[SOURCE DATA Boundary: Start]

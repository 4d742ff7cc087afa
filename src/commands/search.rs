//! Search commands (KEYS)

use super::{Command, CommandContext, CommandError};
use crate::protocol::RespValue;
use bytes::Bytes;

/// KEYS command - Find all keys matching a pattern
///
/// Syntax: KEYS pattern
///
/// Supported patterns:
/// - `*` matches any sequence, `?` any single byte
/// - `[abc]`, `[a-z]` and `[^a]` match byte classes
/// - `\` escapes the next byte
pub struct KeysCommand;

impl Command for KeysCommand {
    fn execute(&self, ctx: &mut CommandContext<'_>, args: &[Bytes]) -> Result<RespValue, CommandError> {
        let pattern = &args[0];
        let matching = ctx
            .db()
            .keys()
            .into_iter()
            .filter(|key| glob_match(pattern, key));
        Ok(RespValue::bulk_array(matching))
    }

    fn name(&self) -> &'static str {
        "KEYS"
    }

    fn min_args(&self) -> usize {
        1
    }

    fn max_args(&self) -> Option<usize> {
        Some(1)
    }
}

/// Glob-style match of a whole byte string
pub fn glob_match(pattern: &[u8], string: &[u8]) -> bool {
    let (mut p, mut s) = (0, 0);
    while p < pattern.len() {
        match pattern[p] {
            b'*' => {
                while p + 1 < pattern.len() && pattern[p + 1] == b'*' {
                    p += 1;
                }
                if p + 1 == pattern.len() {
                    return true;
                }
                return (s..=string.len()).any(|start| glob_match(&pattern[p + 1..], &string[start..]));
            }
            b'?' => {
                if s >= string.len() {
                    return false;
                }
                s += 1;
            }
            b'[' => {
                let byte = match string.get(s) {
                    Some(b) => *b,
                    None => return false,
                };
                let (matched, next) = match_class(pattern, p + 1, byte);
                if !matched {
                    return false;
                }
                p = next;
                s += 1;
            }
            b'\\' if p + 1 < pattern.len() => {
                p += 1;
                if string.get(s) != Some(&pattern[p]) {
                    return false;
                }
                s += 1;
            }
            literal => {
                if string.get(s) != Some(&literal) {
                    return false;
                }
                s += 1;
            }
        }
        p += 1;
    }
    s == string.len()
}

/// Match `byte` against the class starting at `p` (just after `[`).
///
/// Returns whether it matched and the index of the closing `]` (or the last
/// pattern byte when the class is unterminated).
fn match_class(pattern: &[u8], mut p: usize, byte: u8) -> (bool, usize) {
    let negate = pattern.get(p) == Some(&b'^');
    if negate {
        p += 1;
    }

    let mut matched = false;
    while p < pattern.len() && pattern[p] != b']' {
        if pattern[p] == b'\\' && p + 1 < pattern.len() {
            p += 1;
            matched |= pattern[p] == byte;
        } else if p + 2 < pattern.len() && pattern[p + 1] == b'-' && pattern[p + 2] != b']' {
            let (lo, hi) = (pattern[p].min(pattern[p + 2]), pattern[p].max(pattern[p + 2]));
            matched |= (lo..=hi).contains(&byte);
            p += 2;
        } else {
            matched |= pattern[p] == byte;
        }
        p += 1;
    }

    let end = p.min(pattern.len().saturating_sub(1));
    (matched != negate, end)
}
//! Value types for the keyspace

use super::error::StoreError;
use super::set::{Set, SetEncoding};
use super::zset::SortedSet;
use bytes::Bytes;
use std::collections::{HashMap, VecDeque};

/// Parse `bytes` as an i64 only if they are its canonical decimal form.
///
/// Rejects a leading `+`, leading zeros, `-0`, whitespace and overflow, so
/// that formatting the result gives back the exact input bytes.
pub fn parse_canonical_i64(bytes: &[u8]) -> Option<i64> {
    if bytes.is_empty() || bytes.len() > 20 {
        return None;
    }
    let s = std::str::from_utf8(bytes).ok()?;
    let value: i64 = s.parse().ok()?;
    if value.to_string().as_bytes() == bytes {
        Some(value)
    } else {
        None
    }
}

/// Parse a float the way scores and increments are given on the wire
pub fn parse_f64(bytes: &[u8]) -> Result<f64, StoreError> {
    let s = std::str::from_utf8(bytes).map_err(|_| StoreError::NotFloat)?;
    let value = match s.to_ascii_lowercase().as_str() {
        "inf" | "+inf" | "infinity" | "+infinity" => f64::INFINITY,
        "-inf" | "-infinity" => f64::NEG_INFINITY,
        other => other.parse::<f64>().map_err(|_| StoreError::NotFloat)?,
    };
    if value.is_nan() {
        return Err(StoreError::NotFloat);
    }
    Ok(value)
}

/// Render a float for replies: integral values without a fraction
pub fn format_f64(value: f64) -> String {
    if value == f64::INFINITY {
        "inf".to_string()
    } else if value == f64::NEG_INFINITY {
        "-inf".to_string()
    } else if value.fract() == 0.0 && value.abs() < 1e17 {
        format!("{}", value as i64)
    } else {
        format!("{}", value)
    }
}

/// String payload: raw bytes, or an integer kept in native form
#[derive(Debug, Clone, PartialEq)]
pub enum StringValue {
    Raw(Bytes),
    Int(i64),
}

impl StringValue {
    /// Store `bytes`, using the integer form when they are canonical
    pub fn from_bytes(bytes: Bytes) -> Self {
        match parse_canonical_i64(&bytes) {
            Some(i) => StringValue::Int(i),
            None => StringValue::Raw(bytes),
        }
    }

    pub fn to_bytes(&self) -> Bytes {
        match self {
            StringValue::Raw(b) => b.clone(),
            StringValue::Int(i) => Bytes::from(i.to_string()),
        }
    }

    /// Integer view used by INCR and friends
    pub fn as_i64(&self) -> Result<i64, StoreError> {
        match self {
            StringValue::Int(i) => Ok(*i),
            StringValue::Raw(b) => parse_canonical_i64(b).ok_or(StoreError::NotInteger),
        }
    }

    pub fn len(&self) -> usize {
        match self {
            StringValue::Raw(b) => b.len(),
            StringValue::Int(i) => i.to_string().len(),
        }
    }

    pub fn is_empty(&self) -> bool {
        self.len() == 0
    }
}

/// Kind of value stored under a key
#[derive(Debug, Clone, Copy, PartialEq, Eq)]
pub enum ValueKind {
    String,
    List,
    Hash,
    Set,
    SortedSet,
}

impl ValueKind {
    /// Name reported by TYPE
    pub fn name(self) -> &'static str {
        match self {
            ValueKind::String => "string",
            ValueKind::List => "list",
            ValueKind::Hash => "hash",
            ValueKind::Set => "set",
            ValueKind::SortedSet => "zset",
        }
    }
}

/// A value owned by the keyspace
#[derive(Debug, Clone)]
pub enum Value {
    String(StringValue),
    List(VecDeque<Bytes>),
    Hash(HashMap<Bytes, Bytes>),
    Set(Set),
    SortedSet(SortedSet),
}

impl Value {
    /// Create a string value, integer-encoded when possible
    pub fn string(bytes: impl Into<Bytes>) -> Self {
        Value::String(StringValue::from_bytes(bytes.into()))
    }

    pub fn integer(i: i64) -> Self {
        Value::String(StringValue::Int(i))
    }

    pub fn empty_list() -> Self {
        Value::List(VecDeque::new())
    }

    pub fn empty_hash() -> Self {
        Value::Hash(HashMap::new())
    }

    pub fn empty_zset() -> Self {
        Value::SortedSet(SortedSet::new())
    }

    pub fn kind(&self) -> ValueKind {
        match self {
            Value::String(_) => ValueKind::String,
            Value::List(_) => ValueKind::List,
            Value::Hash(_) => ValueKind::Hash,
            Value::Set(_) => ValueKind::Set,
            Value::SortedSet(_) => ValueKind::SortedSet,
        }
    }

    /// Internal encoding name reported by OBJECT ENCODING
    pub fn encoding(&self) -> &'static str {
        match self {
            Value::String(StringValue::Int(_)) => "int",
            Value::String(StringValue::Raw(_)) => "raw",
            Value::List(_) => "linkedlist",
            Value::Hash(_) => "hashtable",
            Value::Set(set) => match set.encoding() {
                SetEncoding::Compact => "intset",
                SetEncoding::General => "hashtable",
            },
            Value::SortedSet(_) => "skiplist",
        }
    }

    /// Whether a collection value has no elements left
    pub fn is_empty_collection(&self) -> bool {
        match self {
            Value::String(_) => false,
            Value::List(list) => list.is_empty(),
            Value::Hash(hash) => hash.is_empty(),
            Value::Set(set) => set.is_empty(),
            Value::SortedSet(zset) => zset.is_empty(),
        }
    }

    pub fn as_string(&self) -> Result<&StringValue, StoreError> {
        match self {
            Value::String(s) => Ok(s),
            _ => Err(StoreError::WrongType),
        }
    }

    pub fn as_list(&self) -> Result<&VecDeque<Bytes>, StoreError> {
        match self {
            Value::List(list) => Ok(list),
            _ => Err(StoreError::WrongType),
        }
    }

    pub fn as_list_mut(&mut self) -> Result<&mut VecDeque<Bytes>, StoreError> {
        match self {
            Value::List(list) => Ok(list),
            _ => Err(StoreError::WrongType),
        }
    }

    pub fn as_hash(&self) -> Result<&HashMap<Bytes, Bytes>, StoreError> {
        match self {
            Value::Hash(hash) => Ok(hash),
            _ => Err(StoreError::WrongType),
        }
    }

    pub fn as_hash_mut(&mut self) -> Result<&mut HashMap<Bytes, Bytes>, StoreError> {
        match self {
            Value::Hash(hash) => Ok(hash),
            _ => Err(StoreError::WrongType),
        }
    }

    pub fn as_set(&self) -> Result<&Set, StoreError> {
        match self {
            Value::Set(set) => Ok(set),
            _ => Err(StoreError::WrongType),
        }
    }

    pub fn as_set_mut(&mut self) -> Result<&mut Set, StoreError> {
        match self {
            Value::Set(set) => Ok(set),
            _ => Err(StoreError::WrongType),
        }
    }

    pub fn as_zset(&self) -> Result<&SortedSet, StoreError> {
        match self {
            Value::SortedSet(zset) => Ok(zset),
            _ => Err(StoreError::WrongType),
        }
    }

    pub fn as_zset_mut(&mut self) -> Result<&mut SortedSet, StoreError> {
        match self {
            Value::SortedSet(zset) => Ok(zset),
            _ => Err(StoreError::WrongType),
        }
    }

    /// Calculate approximate memory usage in bytes
    pub fn memory_usage(&self) -> usize {
        match self {
            Value::String(s) => s.len(),
            Value::List(list) => {
                list.iter().map(|b| b.len()).sum::<usize>() + std::mem::size_of::<VecDeque<Bytes>>()
            }
            Value::Hash(hash) => {
                hash.iter().map(|(k, v)| k.len() + v.len()).sum::<usize>()
                    + std::mem::size_of::<HashMap<Bytes, Bytes>>()
            }
            Value::Set(set) => set.memory_usage(),
            Value::SortedSet(zset) => zset.memory_usage(),
        }
    }
}

#[cfg(test)]
mod tests {
    use super::*;

    #[test]
    fn test_canonical_integers() {
        assert_eq!(parse_canonical_i64(b"0"), Some(0));
        assert_eq!(parse_canonical_i64(b"-12"), Some(-12));
        assert_eq!(parse_canonical_i64(b"9223372036854775807"), Some(i64::MAX));
        assert_eq!(parse_canonical_i64(b"9223372036854775808"), None);
        assert_eq!(parse_canonical_i64(b"+1"), None);
        assert_eq!(parse_canonical_i64(b"01"), None);
        assert_eq!(parse_canonical_i64(b"-0"), None);
        assert_eq!(parse_canonical_i64(b" 1"), None);
        assert_eq!(parse_canonical_i64(b""), None);
    }

    #[test]
    fn test_string_encoding() {
        assert_eq!(Value::string("123").encoding(), "int");
        assert_eq!(Value::string("abc").encoding(), "raw");
        assert_eq!(Value::string("0123").encoding(), "raw");
        assert_eq!(Value::string("123").as_string().unwrap().to_bytes(), Bytes::from("123"));
        assert_eq!(
            Value::string("+5").as_string().unwrap().as_i64(),
            Err(StoreError::NotInteger)
        );
    }

    #[test]
    fn test_typed_access() {
        let mut value = Value::empty_list();
        assert!(value.as_list_mut().is_ok());
        assert_eq!(value.as_hash().unwrap_err(), StoreError::WrongType);
        assert_eq!(value.kind().name(), "list");
        assert!(value.is_empty_collection());
        assert!(!Value::string("x").is_empty_collection());
    }

    #[test]
    fn test_float_parsing() {
        assert_eq!(parse_f64(b"1.5").unwrap(), 1.5);
        assert_eq!(parse_f64(b"-inf").unwrap(), f64::NEG_INFINITY);
        assert_eq!(parse_f64(b"+inf").unwrap(), f64::INFINITY);
        assert!(parse_f64(b"nan").is_err());
        assert!(parse_f64(b"abc").is_err());
        assert_eq!(format_f64(3.0), "3");
        assert_eq!(format_f64(1.5), "1.5");
        assert_eq!(format_f64(f64::INFINITY), "inf");
    }
}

[SOURCE DATA Boundary: End]

* GOAL OF THE EXERCISE:
Nothing but the lines from the top of the entries above through the line with "fn name(&self) ->" should be set down, each exactly as written.

* RESPONSE:
repository 4d742ff7cc087afa
filename src/commands/search.rs
//! Search commands (KEYS)

use super::{Command, CommandContext, CommandError};
use crate::protocol::RespValue;
use bytes::Bytes;

/// KEYS command - Find all keys matching a pattern
///
/// Syntax: KEYS pattern
///
/// Supported patterns:
/// - `*` matches any sequence, `?` any single byte
/// - `[abc]`, `[a-z]` and `[^a]` match byte classes
/// - `\` escapes the next byte
pub struct KeysCommand;

impl Command for KeysCommand {
    fn execute(&self, ctx: &mut CommandContext<'_>, args: &[Bytes]) -> Result<RespValue, CommandError> {
        let pattern = &args[0];
        let matching = ctx
            .db()
            .keys()
            .into_iter()
            .filter(|key| glob_match(pattern, key));
        Ok(RespValue::bulk_array(matching))
    }

    fn name(&self) -> &'static str {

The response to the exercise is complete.